══ DATA FOR THIS TASK ══

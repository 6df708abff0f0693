use async_trait::async_trait;
use crossterm::event::{Event, EventStream, KeyCode, KeyEvent, KeyEventKind, KeyModifiers};
use crossterm::terminal::{disable_raw_mode, enable_raw_mode};
use futures::StreamExt;
use std::io::Write;
use std::time::Duration;
use tracing::warn;

use crate::replicate::report::ExecutionReport;
use crate::workflow::{Confirm, Confirmation};

/// Single-keypress approval on the controlling terminal.
pub struct TerminalConfirmation;

#[async_trait]
impl Confirm for TerminalConfirmation {
    async fn await_confirmation(&self, preview: &ExecutionReport, timeout: Duration) -> Confirmation {
        println!("{preview}");
        print!(
            "{} issues would be created. Execute? [y/o = yes, n/x = no] ({}s) ",
            preview.planned(),
            timeout.as_secs()
        );
        let _ = std::io::stdout().flush();

        let _raw = match RawMode::enable() {
            Ok(raw) => raw,
            Err(e) => {
                warn!(error = %e, "no interactive terminal; pass --yes to execute without confirmation");
                println!();
                return Confirmation::No;
            }
        };
        let answer = tokio::time::timeout(timeout, read_answer())
            .await
            .unwrap_or(Confirmation::TimedOut);
        println!();
        answer
    }
}

/// Restores cooked mode on drop, including when the caller's timeout cancels us.
struct RawMode;

impl RawMode {
    fn enable() -> std::io::Result<Self> {
        enable_raw_mode()?;
        Ok(RawMode)
    }
}

impl Drop for RawMode {
    fn drop(&mut self) {
        let _ = disable_raw_mode();
    }
}

async fn read_answer() -> Confirmation {
    let mut reader = EventStream::new();
    while let Some(event) = reader.next().await {
        match event {
            Ok(Event::Key(key)) if key.kind == KeyEventKind::Press => {
                if let Some(answer) = key_to_answer(key) {
                    return answer;
                }
            }
            Ok(_) => {}
            Err(_) => break,
        }
    }
    Confirmation::No
}

fn key_to_answer(key: KeyEvent) -> Option<Confirmation> {
    // Ctrl+C in raw mode never reaches the signal handler
    if key.modifiers.contains(KeyModifiers::CONTROL) && key.code == KeyCode::Char('c') {
        return Some(Confirmation::No);
    }
    match key.code {
        KeyCode::Char('y' | 'Y' | 'o' | 'O') => Some(Confirmation::Yes),
        KeyCode::Char('n' | 'N' | 'x' | 'X') | KeyCode::Esc => Some(Confirmation::No),
        _ => None,
    }
}

#[cfg(test)]
mod tests {
    use super::*;

    fn key(code: KeyCode) -> KeyEvent {
        KeyEvent::new(code, KeyModifiers::NONE)
    }

    #[test]
    fn yes_and_no_keys() {
        assert_eq!(key_to_answer(key(KeyCode::Char('y'))), Some(Confirmation::Yes));
        assert_eq!(key_to_answer(key(KeyCode::Char('o'))), Some(Confirmation::Yes));
        assert_eq!(key_to_answer(key(KeyCode::Char('x'))), Some(Confirmation::No));
        assert_eq!(key_to_answer(key(KeyCode::Esc)), Some(Confirmation::No));
    }

    #[test]
    fn other_keys_keep_waiting() {
        assert_eq!(key_to_answer(key(KeyCode::Char('q'))), None);
        assert_eq!(key_to_answer(key(KeyCode::Enter)), None);
    }

    #[test]
    fn ctrl_c_cancels() {
        let ctrl_c = KeyEvent::new(KeyCode::Char('c'), KeyModifiers::CONTROL);
        assert_eq!(key_to_answer(ctrl_c), Some(Confirmation::No));
    }
}
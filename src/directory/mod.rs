pub mod postgres;

use async_trait::async_trait;
use std::collections::HashMap;
use thiserror::Error;

/// Tracker user id -> team colour.
pub type TeamColorMap = HashMap<u64, String>;

#[derive(Debug, Clone, PartialEq, Eq)]
pub struct Team {
    pub id: i64,
    pub color: Option<String>,
}

/// A member row of the local directory, which may not be linked to a tracker user yet.
#[derive(Debug, Clone, PartialEq, Eq)]
pub struct LocalMember {
    pub tracker_id: Option<u64>,
    pub name: Option<String>,
    pub team_id: Option<i64>,
}

#[derive(Debug, Error)]
pub enum DirectoryError {
    #[error("team directory query failed: {0}")]
    Query(#[from] tokio_postgres::Error),
}

/// Read-only lookup of team assignments.
#[async_trait]
pub trait TeamDirectory: Send + Sync {
    async fn team_colors(&self) -> Result<TeamColorMap, DirectoryError>;
    async fn teams(&self) -> Result<Vec<Team>, DirectoryError>;
    async fn local_members(&self) -> Result<Vec<LocalMember>, DirectoryError>;
}
use std::fmt;

use super::RunMode;
use crate::model::issue::SourceIssue;

const SEPARATOR: &str = "------";

/// Text segment describing what happened to one source issue.
#[derive(Debug, Clone)]
pub struct IssueReport {
    pub iid: u64,
    pub title: String,
    lines: Vec<String>,
    pub created: usize,
    pub planned: usize,
    pub failed: usize,
    pub skipped: bool,
}

impl IssueReport {
    pub fn new(issue: &SourceIssue) -> Self {
        Self {
            iid: issue.iid,
            title: issue.title.clone(),
            lines: Vec::new(),
            created: 0,
            planned: 0,
            failed: 0,
            skipped: false,
        }
    }

    pub fn line(&mut self, line: impl Into<String>) {
        self.lines.push(line.into());
    }

    pub fn skip(&mut self, reason: impl fmt::Display) {
        self.skipped = true;
        self.line(format!("Skipped: {reason}"));
    }

    #[cfg(test)]
    pub fn contains(&self, needle: &str) -> bool {
        self.lines.iter().any(|l| l.contains(needle))
    }
}

impl fmt::Display for IssueReport {
    fn fmt(&self, f: &mut fmt::Formatter<'_>) -> fmt::Result {
        writeln!(f, "{SEPARATOR}")?;
        writeln!(f, "Src: {} (#{})", self.title, self.iid)?;
        for line in &self.lines {
            writeln!(f, "{line}")?;
        }
        Ok(())
    }
}

/// Ordered per-issue segments of one run; segment order follows the input issues.
#[derive(Debug, Clone)]
pub struct ExecutionReport {
    pub mode: RunMode,
    pub issues: Vec<IssueReport>,
}

impl ExecutionReport {
    pub fn new(mode: RunMode, issues: Vec<IssueReport>) -> Self {
        Self { mode, issues }
    }

    pub fn created(&self) -> usize {
        self.issues.iter().map(|i| i.created).sum()
    }

    pub fn planned(&self) -> usize {
        self.issues.iter().map(|i| i.planned).sum()
    }

    pub fn failed(&self) -> usize {
        self.issues.iter().map(|i| i.failed).sum()
    }

    pub fn skipped(&self) -> usize {
        self.issues.iter().filter(|i| i.skipped).count()
    }

    pub fn render(&self) -> String {
        self.to_string()
    }
}

impl fmt::Display for ExecutionReport {
    fn fmt(&self, f: &mut fmt::Formatter<'_>) -> fmt::Result {
        match self.mode {
            RunMode::Preview => writeln!(
                f,
                "Preview: {} source issues, {} issues would be created, {} skipped",
                self.issues.len(),
                self.planned(),
                self.skipped()
            )?,
            RunMode::Execute => writeln!(
                f,
                "Execution: {} source issues, {} issues created, {} failures, {} skipped",
                self.issues.len(),
                self.created(),
                self.failed(),
                self.skipped()
            )?,
        }
        for issue in &self.issues {
            write!(f, "{issue}")?;
        }
        Ok(())
    }
}
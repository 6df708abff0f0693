//! CSV listings of tracker and directory data.

use crate::directory::{LocalMember, Team, TeamColorMap};
use crate::model::issue::{Member, Milestone, SourceIssue};

fn field(value: &str) -> String {
    if value.contains([',', '"', '\n', '\r']) {
        format!("\"{}\"", value.replace('"', "\"\""))
    } else {
        value.to_string()
    }
}

fn opt<T: ToString>(value: Option<T>) -> String {
    value.map(|v| v.to_string()).unwrap_or_default()
}

fn row(fields: &[String]) -> String {
    let mut line = fields.iter().map(|f| field(f)).collect::<Vec<_>>().join(",");
    line.push('\n');
    line
}

pub fn issues_csv(issues: &[SourceIssue]) -> String {
    let mut csv =
        String::from("id,iid,title,state,created_at,labels,milestone_id,milestone_title,assignee_id\n");
    for i in issues {
        csv.push_str(&row(&[
            i.id.to_string(),
            i.iid.to_string(),
            i.title.clone(),
            i.state.clone(),
            opt(i.created_at.as_deref()),
            i.labels.join(","),
            opt(i.milestone.as_ref().map(|m| m.id)),
            opt(i.milestone.as_ref().map(|m| m.title.as_str())),
            opt(i.assignee.as_ref().map(|a| a.id)),
        ]));
    }
    csv
}

pub fn milestones_csv(milestones: &[Milestone]) -> String {
    let mut csv = String::from("id,iid,title,state,created_at,expired\n");
    for m in milestones {
        csv.push_str(&row(&[
            m.id.to_string(),
            opt(m.iid),
            m.title.clone(),
            opt(m.state.as_deref()),
            opt(m.created_at.as_deref()),
            opt(m.expired),
        ]));
    }
    csv
}

pub fn members_csv(members: &[Member], colors: &TeamColorMap) -> String {
    let mut csv = String::from("id,name,username,team_color\n");
    for m in members {
        csv.push_str(&row(&[
            m.id.to_string(),
            m.name.clone(),
            m.username.clone(),
            colors.get(&m.id).cloned().unwrap_or_else(|| "null".into()),
        ]));
    }
    csv
}

pub fn teams_csv(teams: &[Team]) -> String {
    let mut csv = String::from("team_id,team_color\n");
    for t in teams {
        csv.push_str(&row(&[t.id.to_string(), opt(t.color.as_deref())]));
    }
    csv
}

pub fn local_members_csv(members: &[LocalMember], teams: &[Team]) -> String {
    let mut csv = String::from("gitlab_id,name,team_id,team_color\n");
    for m in members {
        let color = m
            .team_id
            .and_then(|id| teams.iter().find(|t| t.id == id))
            .and_then(|t| t.color.clone())
            .unwrap_or_else(|| "null".into());
        csv.push_str(&row(&[
            opt(m.tracker_id),
            opt(m.name.as_deref()),
            opt(m.team_id),
            color,
        ]));
    }
    csv
}

#[cfg(test)]
mod tests {
    use super::*;
    use crate::tracker::mock::{issue, member, milestone};

    #[test]
    fn fields_with_commas_and_quotes_are_quoted() {
        assert_eq!(field("plain"), "plain");
        assert_eq!(field("a,b"), "\"a,b\"");
        assert_eq!(field("say \"hi\""), "\"say \"\"hi\"\"\"");
    }

    #[test]
    fn issue_rows_include_milestone_and_joined_labels() {
        let mut i = issue(3, "Report", &["1_individual", "0_misc"]);
        i.milestone = Some(milestone(9, "Sprint 1"));
        let csv = issues_csv(&[i]);
        let lines: Vec<&str> = csv.lines().collect();
        assert_eq!(lines.len(), 2);
        assert_eq!(lines[1], "10003,3,Report,opened,,\"1_individual,0_misc\",9,Sprint 1,");
    }

    #[test]
    fn uncolored_members_show_null() {
        let colors = TeamColorMap::from([(1, "red".to_string())]);
        let csv = members_csv(&[member(1, "Aki"), member(2, "Ben")], &colors);
        assert_eq!(
            csv,
            "id,name,username,team_color\n1,Aki,aki,red\n2,Ben,ben,null\n"
        );
    }

    #[test]
    fn local_members_resolve_team_color() {
        let teams = vec![Team {
            id: 4,
            color: Some("blue".into()),
        }];
        let members = vec![
            LocalMember {
                tracker_id: Some(7),
                name: Some("Chie".into()),
                team_id: Some(4),
            },
            LocalMember {
                tracker_id: None,
                name: Some("New".into()),
                team_id: None,
            },
        ];
        let csv = local_members_csv(&members, &teams);
        assert!(csv.contains("7,Chie,4,blue\n"));
        assert!(csv.contains(",New,,null\n"));
        assert_eq!(milestones_csv(&[]), "id,iid,title,state,created_at,expired\n");
    }
}
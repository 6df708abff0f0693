use async_trait::async_trait;
use tokio_postgres::{Client, NoTls};
use tracing::error;

use super::{DirectoryError, LocalMember, Team, TeamColorMap, TeamDirectory};

const TEAM_COLORS_SQL: &str = "select gm.gitlab_id::bigint, t.team_color::text from gitlab_member gm \
     left outer join team t on gm.team_id = t.team_id \
     where gm.gitlab_id is not null";
const TEAMS_SQL: &str = "select team_id::bigint, team_color::text from team order by team_id";
const LOCAL_MEMBERS_SQL: &str =
    "select gitlab_id::bigint, name::text, team_id::bigint from gitlab_member order by gitlab_id";

/// Team directory backed by the `gitlab_member` and `team` tables.
///
/// Opens one connection per query; lookups happen a handful of times per run.
pub struct PostgresDirectory {
    database_url: String,
}

impl PostgresDirectory {
    pub fn new(database_url: String) -> Self {
        Self { database_url }
    }

    async fn connect(&self) -> Result<Client, DirectoryError> {
        let (client, connection) = tokio_postgres::connect(&self.database_url, NoTls).await?;
        tokio::spawn(async move {
            if let Err(e) = connection.await {
                error!(error = %e, "team directory connection error");
            }
        });
        Ok(client)
    }
}

/// Rows with no linked team (null colour) or a blank colour are left out.
fn colors_from_rows(rows: impl IntoIterator<Item = (i64, Option<String>)>) -> TeamColorMap {
    rows.into_iter()
        .filter_map(|(id, color)| {
            let id = u64::try_from(id).ok()?;
            let color = color?.trim().to_string();
            (!color.is_empty()).then_some((id, color))
        })
        .collect()
}

#[async_trait]
impl TeamDirectory for PostgresDirectory {
    async fn team_colors(&self) -> Result<TeamColorMap, DirectoryError> {
        let client = self.connect().await?;
        let rows = client.query(TEAM_COLORS_SQL, &[]).await?;
        let pairs = rows
            .iter()
            .map(|row| -> Result<(i64, Option<String>), tokio_postgres::Error> {
                Ok((row.try_get(0)?, row.try_get(1)?))
            })
            .collect::<Result<Vec<_>, _>>()?;
        Ok(colors_from_rows(pairs))
    }

    async fn teams(&self) -> Result<Vec<Team>, DirectoryError> {
        let client = self.connect().await?;
        let rows = client.query(TEAMS_SQL, &[]).await?;
        rows.iter()
            .map(|row| -> Result<Team, DirectoryError> {
                Ok(Team {
                    id: row.try_get(0)?,
                    color: row.try_get(1)?,
                })
            })
            .collect()
    }

    async fn local_members(&self) -> Result<Vec<LocalMember>, DirectoryError> {
        let client = self.connect().await?;
        let rows = client.query(LOCAL_MEMBERS_SQL, &[]).await?;
        rows.iter()
            .map(|row| -> Result<LocalMember, DirectoryError> {
                let tracker_id: Option<i64> = row.try_get(0)?;
                Ok(LocalMember {
                    tracker_id: tracker_id.and_then(|id| u64::try_from(id).ok()),
                    name: row.try_get(1)?,
                    team_id: row.try_get(2)?,
                })
            })
            .collect()
    }
}
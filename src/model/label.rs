//! Label conventions of the mission project.
//!
//! A label's leading digit names its axis: `1` carries the personal/group
//! keyword, `2` the team colour, `3` the role restriction. Everything else
//! passes through to derived issues untouched. This module is the only
//! place those string conventions are interpreted.

use std::fmt;

const PERSONAL_KEYWORDS: &[&str] = &["individual", "個人"];
const GROUP_KEYWORDS: &[&str] = &["group", "グループ"];
const ALL_ROLES_KEYWORDS: &[&str] = &["all-roles", "all roles", "全役職"];

/// Role label added to personal issues that carry no role label at all.
pub const ALL_ROLES_LABEL: &str = "3_all-roles";

const MODE_AXIS: char = '1';
const TEAM_COLOR_AXIS: char = '2';
const ROLE_AXIS: char = '3';

#[derive(Debug, Clone, Copy, PartialEq, Eq)]
pub enum Mode {
    Personal,
    Group,
    Unclassified,
}

/// Structured view of an issue's label list.
#[derive(Debug, Clone, PartialEq, Eq)]
pub struct ParsedLabels {
    pub mode: Mode,
    /// Labels copied to derived issues: no team-colour tags, no mode tags.
    pub labels: Vec<String>,
    pub roles: Vec<String>,
    pub team_colors: Vec<String>,
}

#[derive(Debug, Clone, Copy, PartialEq, Eq)]
pub enum SkipReason {
    Unclassified,
    GroupUnimplemented,
    RoleRestrictedUnimplemented,
}

impl fmt::Display for SkipReason {
    fn fmt(&self, f: &mut fmt::Formatter<'_>) -> fmt::Result {
        match self {
            SkipReason::Unclassified => {
                f.write_str("no personal/group label, not a mission issue")
            }
            SkipReason::GroupUnimplemented => f.write_str("group replication unimplemented"),
            SkipReason::RoleRestrictedUnimplemented => {
                f.write_str("non-all-roles personal replication unimplemented")
            }
        }
    }
}

#[derive(Debug, Clone, PartialEq, Eq)]
pub enum Classification {
    /// Fan out to every eligible member with these labels plus a team colour.
    Personal { labels: Vec<String> },
    Skip(SkipReason),
}

fn contains_any(label: &str, keywords: &[&str]) -> bool {
    let lower = label.to_lowercase();
    keywords.iter().any(|k| lower.contains(k))
}

fn is_all_roles(label: &str) -> bool {
    contains_any(label, ALL_ROLES_KEYWORDS)
}

fn is_mode_tag(label: &str) -> bool {
    label.starts_with(MODE_AXIS)
        && (contains_any(label, PERSONAL_KEYWORDS) || contains_any(label, GROUP_KEYWORDS))
}

pub fn parse(labels: &[String]) -> ParsedLabels {
    // Keywords only count outside the colour and role axes: `3_group-leader` is a role.
    let targeting = || {
        labels
            .iter()
            .filter(|l| !l.starts_with(TEAM_COLOR_AXIS) && !l.starts_with(ROLE_AXIS))
    };
    let personal = targeting().any(|l| contains_any(l, PERSONAL_KEYWORDS));
    let group = targeting().any(|l| contains_any(l, GROUP_KEYWORDS));
    let mode = if personal {
        Mode::Personal
    } else if group {
        Mode::Group
    } else {
        Mode::Unclassified
    };

    let mut kept = Vec::new();
    let mut roles = Vec::new();
    let mut team_colors = Vec::new();
    for label in labels {
        if label.starts_with(TEAM_COLOR_AXIS) {
            team_colors.push(label.clone());
            continue;
        }
        if label.starts_with(ROLE_AXIS) {
            roles.push(label.clone());
        } else if is_mode_tag(label) {
            continue;
        }
        kept.push(label.clone());
    }

    ParsedLabels {
        mode,
        labels: kept,
        roles,
        team_colors,
    }
}

impl ParsedLabels {
    pub fn classify(mut self) -> Classification {
        match self.mode {
            Mode::Unclassified => Classification::Skip(SkipReason::Unclassified),
            Mode::Group => Classification::Skip(SkipReason::GroupUnimplemented),
            Mode::Personal => {
                if self.roles.iter().any(|r| !is_all_roles(r)) {
                    return Classification::Skip(SkipReason::RoleRestrictedUnimplemented);
                }
                if self.roles.is_empty() {
                    self.labels.push(ALL_ROLES_LABEL.to_string());
                }
                Classification::Personal {
                    labels: self.labels,
                }
            }
        }
    }
}

pub fn team_color_label(color: &str) -> String {
    format!("{TEAM_COLOR_AXIS}_{color}")
}
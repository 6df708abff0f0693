mod cli;
mod config;
mod confirm;
mod directory;
mod export;
mod model;
mod replicate;
mod store;
mod tracker;
mod workflow;

use anyhow::Result;
use clap::Parser;
use tracing_subscriber::EnvFilter;

use cli::Cli;

fn init_tracing(verbose: bool) {
    let level = if verbose { "debug" } else { "info" };
    let filter = EnvFilter::try_from_default_env()
        .unwrap_or_else(|_| EnvFilter::new(format!("mkissue={level}")));
    // Reports go to stdout and files, logs to stderr.
    tracing_subscriber::fmt()
        .with_env_filter(filter)
        .with_writer(std::io::stderr)
        .init();
}

#[tokio::main]
async fn main() -> Result<()> {
    let cli = Cli::parse();
    init_tracing(cli.verbose);

    let config = config::load_config()?;

    cli::run(cli, &config).await
}
//! Durable key/value mappings between source and destination objects.
//!
//! Every entry is scoped to a [`Namespace`] and lives in one of three tables:
//! source milestone id -> destination milestone id, destination issue iid ->
//! source issue iid, and `<source iid>:<assignee id>` -> destination issue
//! iid. Entries are never deleted.

mod json;
#[cfg(test)]
mod memory;

pub use json::JsonMappingStore;
#[cfg(test)]
pub use memory::MemoryMappingStore;

use async_trait::async_trait;
use serde::{Deserialize, Serialize};
use std::collections::{BTreeMap, HashMap};
use thiserror::Error;

use crate::model::project::Namespace;

#[derive(Debug, Clone, Copy, PartialEq, Eq)]
pub enum Table {
    Milestones,
    Issues,
    /// Which recipients of a source issue already have their copy.
    Recipients,
}

#[derive(Debug, Error)]
pub enum StoreError {
    #[error("mapping store I/O failed: {0}")]
    Io(#[from] std::io::Error),
    #[error("mapping store is not valid JSON: {0}")]
    Format(#[from] serde_json::Error),
}

#[async_trait]
pub trait MappingStore: Send + Sync {
    async fn get(&self, ns: &Namespace, table: Table, key: &str) -> Result<Option<u64>, StoreError>;
    async fn set(&self, ns: &Namespace, table: Table, key: &str, value: u64)
        -> Result<(), StoreError>;
    async fn entries(&self, ns: &Namespace, table: Table) -> Result<Vec<(String, u64)>, StoreError>;
}

#[derive(Debug, Default, Clone, Serialize, Deserialize)]
struct NamespaceTables {
    #[serde(default)]
    milestones: BTreeMap<String, u64>,
    #[serde(default)]
    issues: BTreeMap<String, u64>,
    #[serde(default)]
    recipients: BTreeMap<String, u64>,
}

impl NamespaceTables {
    fn table(&self, table: Table) -> &BTreeMap<String, u64> {
        match table {
            Table::Milestones => &self.milestones,
            Table::Issues => &self.issues,
            Table::Recipients => &self.recipients,
        }
    }

    fn table_mut(&mut self, table: Table) -> &mut BTreeMap<String, u64> {
        match table {
            Table::Milestones => &mut self.milestones,
            Table::Issues => &mut self.issues,
            Table::Recipients => &mut self.recipients,
        }
    }
}

/// Shared document layout: `{ "<src>:<dest>": { "milestones": {..}, "issues": {..}, "recipients": {..} } }`.
#[derive(Debug, Default, Clone, Serialize, Deserialize)]
#[serde(transparent)]
struct MappingData {
    namespaces: HashMap<String, NamespaceTables>,
}

impl MappingData {
    fn get(&self, ns: &Namespace, table: Table, key: &str) -> Option<u64> {
        self.namespaces
            .get(&ns.key())
            .and_then(|t| t.table(table).get(key).copied())
    }

    fn set(&mut self, ns: &Namespace, table: Table, key: &str, value: u64) {
        self.namespaces
            .entry(ns.key())
            .or_default()
            .table_mut(table)
            .insert(key.to_string(), value);
    }

    fn entries(&self, ns: &Namespace, table: Table) -> Vec<(String, u64)> {
        self.namespaces
            .get(&ns.key())
            .map(|t| {
                t.table(table)
                    .iter()
                    .map(|(k, v)| (k.clone(), *v))
                    .collect()
            })
            .unwrap_or_default()
    }
}
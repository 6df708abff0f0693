use crate::directory::TeamDirectory;
use crate::model::issue::Member;
use crate::model::project::ProjectId;
use crate::tracker::Tracker;

use super::ReplicateError;

/// A destination member eligible for a personal issue.
#[derive(Debug, Clone, PartialEq, Eq)]
pub struct Recipient {
    pub member: Member,
    pub team_color: String,
}

/// Destination members (inherited included) that have a team colour.
///
/// Members without a colour are left out silently; an empty result is not an error.
pub async fn resolve(
    tracker: &dyn Tracker,
    directory: &dyn TeamDirectory,
    project: &ProjectId,
) -> Result<Vec<Recipient>, ReplicateError> {
    let (colors, members) = tokio::try_join!(
        async { directory.team_colors().await.map_err(ReplicateError::from) },
        async {
            tracker
                .list_members(project, true)
                .await
                .map_err(ReplicateError::from)
        },
    )?;

    Ok(members
        .into_iter()
        .filter_map(|member| {
            let color = colors.get(&member.id)?.trim();
            if color.is_empty() {
                return None;
            }
            Some(Recipient {
                team_color: color.to_string(),
                member,
            })
        })
        .collect())
}
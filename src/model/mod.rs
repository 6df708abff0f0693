pub mod issue;
pub mod label;
pub mod project;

═══

§ **TASK ITEM**:
From the listing above, copy out each line where the word "lines" appears.

§ **THE COMPLETED TASK**:
    lines: Vec<String>,
            lines: Vec::new(),
        self.lines.push(line.into());
        self.lines.iter().any(|l| l.contains(needle))
        for line in &self.lines {
        let lines: Vec<&str> = csv.lines().collect();
        assert_eq!(lines.len(), 2);
        assert_eq!(lines[1], "10003,3,Report,opened,,\"1_individual,0_misc\",9,Sprint 1,");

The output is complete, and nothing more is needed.